Dibella's Old Fashioned Submarines is a sub sandwich restaurant chain based in Rochester, New York, United States. They have 44 locations across New York, Pennsylvania, Ohio, Connecticut, and Michigan as of 2021.

DiBella's was founded in 1918. It first began as a family-run Italian import store and delicatessen in the city of Rochester. Over the years, their prepared foods became more popular at the expense of their grocery items. Until 1998, the company's operations consisted of a single sub shop in the Rochester suburb of Henrietta (pictured); that same year, a second store was added in the nearby suburb of Greece.

From there, DiBella's opened additional locations around the Rochester area, then expanded into nearby Buffalo.

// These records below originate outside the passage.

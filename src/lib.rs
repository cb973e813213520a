// Library root: re-exports all modules so integration tests and the report
// binary can access the crate's public API.

pub mod age;
pub mod config;
pub mod contract;
pub mod draft;
pub mod feed;
pub mod roster;
//! sw_fetch tool implementation.
//!
//! Issues a request on behalf of a client page, the way `fetch()` or a page
//! load would, and reports where the response came from.

use std::collections::BTreeMap;

use legallyup_client::resolve;
use legallyup_core::controller::ClientId;
use legallyup_core::{Destination, Error, Method, Request, RequestMode, ResponseSource, Strategy};
use rmcp::{ErrorData as McpError, model::CallToolResult};
use schemars::JsonSchema;
use serde::{Deserialize, Serialize};

use super::json_result;
use crate::state::SwState;

/// Input parameters for the sw_fetch tool.
#[derive(Debug, Clone, Serialize, Deserialize, JsonSchema)]
pub struct SwFetchParams {
    /// Absolute URL or path relative to the app origin.
    pub url: String,

    /// HTTP method (default: GET).
    #[serde(default = "default_method")]
    pub method: String,

    /// Request destination: "image", "font", "style", "script", "document", ...
    #[serde(default)]
    pub destination: Destination,

    /// Request mode. Use "navigate" for a page load.
    #[serde(default)]
    pub mode: RequestMode,

    /// Client page issuing the request (default: the page opened at startup).
    #[serde(default)]
    pub client: Option<ClientId>,

    /// Extra request headers.
    #[serde(default)]
    pub headers: BTreeMap<String, String>,

    /// Request body, sent as UTF-8.
    #[serde(default)]
    pub body: Option<String>,

    /// Wait for a background revalidation to finish and report it.
    #[serde(default)]
    pub wait_for_revalidation: bool,
}

fn default_method() -> String {
    "GET".into()
}

#[derive(Debug, Clone, Serialize, Deserialize, JsonSchema)]
pub struct RevalidationReport {
    /// Status of the refreshed response, if the network answered.
    pub status: Option<u16>,
    pub error: Option<String>,
}

/// Output structure for the sw_fetch tool.
#[derive(Debug, Clone, Serialize, JsonSchema)]
pub struct SwFetchOutput {
    pub url: String,
    pub status: u16,
    pub headers: Vec<(String, String)>,
    pub body: String,
    pub source: ResponseSource,
    pub strategy: Strategy,
    /// Present when a background refresh was started.
    pub revalidation: Option<RevalidationReport>,
}

/// Implementation of the sw_fetch tool.
pub async fn fetch_impl(state: &SwState, params: SwFetchParams) -> Result<CallToolResult, McpError> {
    let url = resolve(&state.origin, &params.url).map_err(|e| Error::InvalidUrl(e.to_string()))?;
    let method: Method = params.method.parse()?;

    let mut request = Request::new(method, url).with_destination(params.destination).with_mode(params.mode);
    for (name, value) in params.headers {
        request = request.with_header(name, value);
    }
    if let Some(body) = params.body {
        request = request.with_body(body);
    }

    let client = params.client.unwrap_or(state.default_client);
    let outcome = state.registration.fetch(client, request).await?;

    let revalidation = match outcome.revalidation {
        Some(pending) if params.wait_for_revalidation => Some(match pending.wait().await {
            Ok(fresh) => RevalidationReport { status: Some(fresh.status), error: None },
            Err(e) => RevalidationReport { status: None, error: Some(e.to_string()) },
        }),
        Some(_detached) => Some(RevalidationReport { status: None, error: None }),
        None => None,
    };

    let output = SwFetchOutput {
        url: outcome.response.url.clone(),
        status: outcome.response.status,
        body: outcome.response.text(),
        headers: outcome.response.headers,
        source: outcome.source,
        strategy: outcome.strategy,
        revalidation,
    };
    json_result(&output)
}
//! client_connect and client_disconnect tool implementations.
//!
//! A client is a simulated open page. Only pages opened or claimed while a
//! version is active have their fetches intercepted.

use legallyup_core::Error;
use legallyup_core::controller::ClientId;
use rmcp::{ErrorData as McpError, model::CallToolResult};
use schemars::JsonSchema;
use serde::{Deserialize, Serialize};

use super::json_result;
use crate::state::SwState;

/// Output from the client_connect tool.
#[derive(Debug, Clone, Serialize, Deserialize, JsonSchema)]
pub struct ClientConnectOutput {
    pub client: ClientId,
    /// Version controlling the new page, if one is active.
    pub controller: Option<String>,
}

/// Parameters for the client_disconnect tool.
#[derive(Debug, Clone, Serialize, Deserialize, JsonSchema)]
pub struct ClientDisconnectParams {
    pub client: ClientId,
}

/// Implementation of the client_connect tool.
pub async fn connect_impl(state: &SwState) -> Result<CallToolResult, McpError> {
    let client = state.registration.connect_client().await;
    let controller = state
        .registration
        .clients()
        .await
        .into_iter()
        .find(|c| c.id == client)
        .and_then(|c| c.controller);
    json_result(&ClientConnectOutput { client, controller })
}

/// Implementation of the client_disconnect tool.
pub async fn disconnect_impl(state: &SwState, params: ClientDisconnectParams) -> Result<CallToolResult, McpError> {
    if !state.registration.disconnect_client(params.client).await {
        return Err(Error::InvalidInput(format!("client {} is not open", params.client)).into());
    }
    json_result(&serde_json::json!({ "disconnected": params.client }))
}
//! Core types and shared functionality for the LegallyUp offline layer.
//!
//! This crate provides:
//! - The cache controller and its install, activate and fetch handlers
//! - Partitioned response storage with SQLite and in-memory backends
//! - Unified error types
//! - Configuration structures

pub mod cache;
pub mod config;
pub mod controller;
pub mod error;
pub mod http;
pub mod network;

pub use cache::{CacheDb, CacheStorage, EntrySummary, MemoryStorage, RequestKey};
pub use config::{AppConfig, ConfigError};
pub use controller::{CacheController, ControllerConfig, FetchOutcome, Phase, Registration, ResponseSource, Strategy};
pub use error::Error;
pub use http::{Destination, Method, Request, RequestMode, Response};
pub use network::Network;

In the late 2000s, they started expanding out-of-state, first to the Pittsburgh area, then to parts of Ohio and eastern Michigan. They have also opened locations more recently in Albany and Syracuse, and in 2012 the company moved into New England, specifically Connecticut and the Hartford / New Haven area. They attempted to operate stores in Indianapolis, but all three locations have since closed.

DiBella's stores' decor are based on a 1930s/1940s delicatessen theme. They bake bread at least twice daily. High-end grocery chain Wegmans consulted with Dibella's when establishing their own sandwich counter, and their sandwiches are noted for their similarity.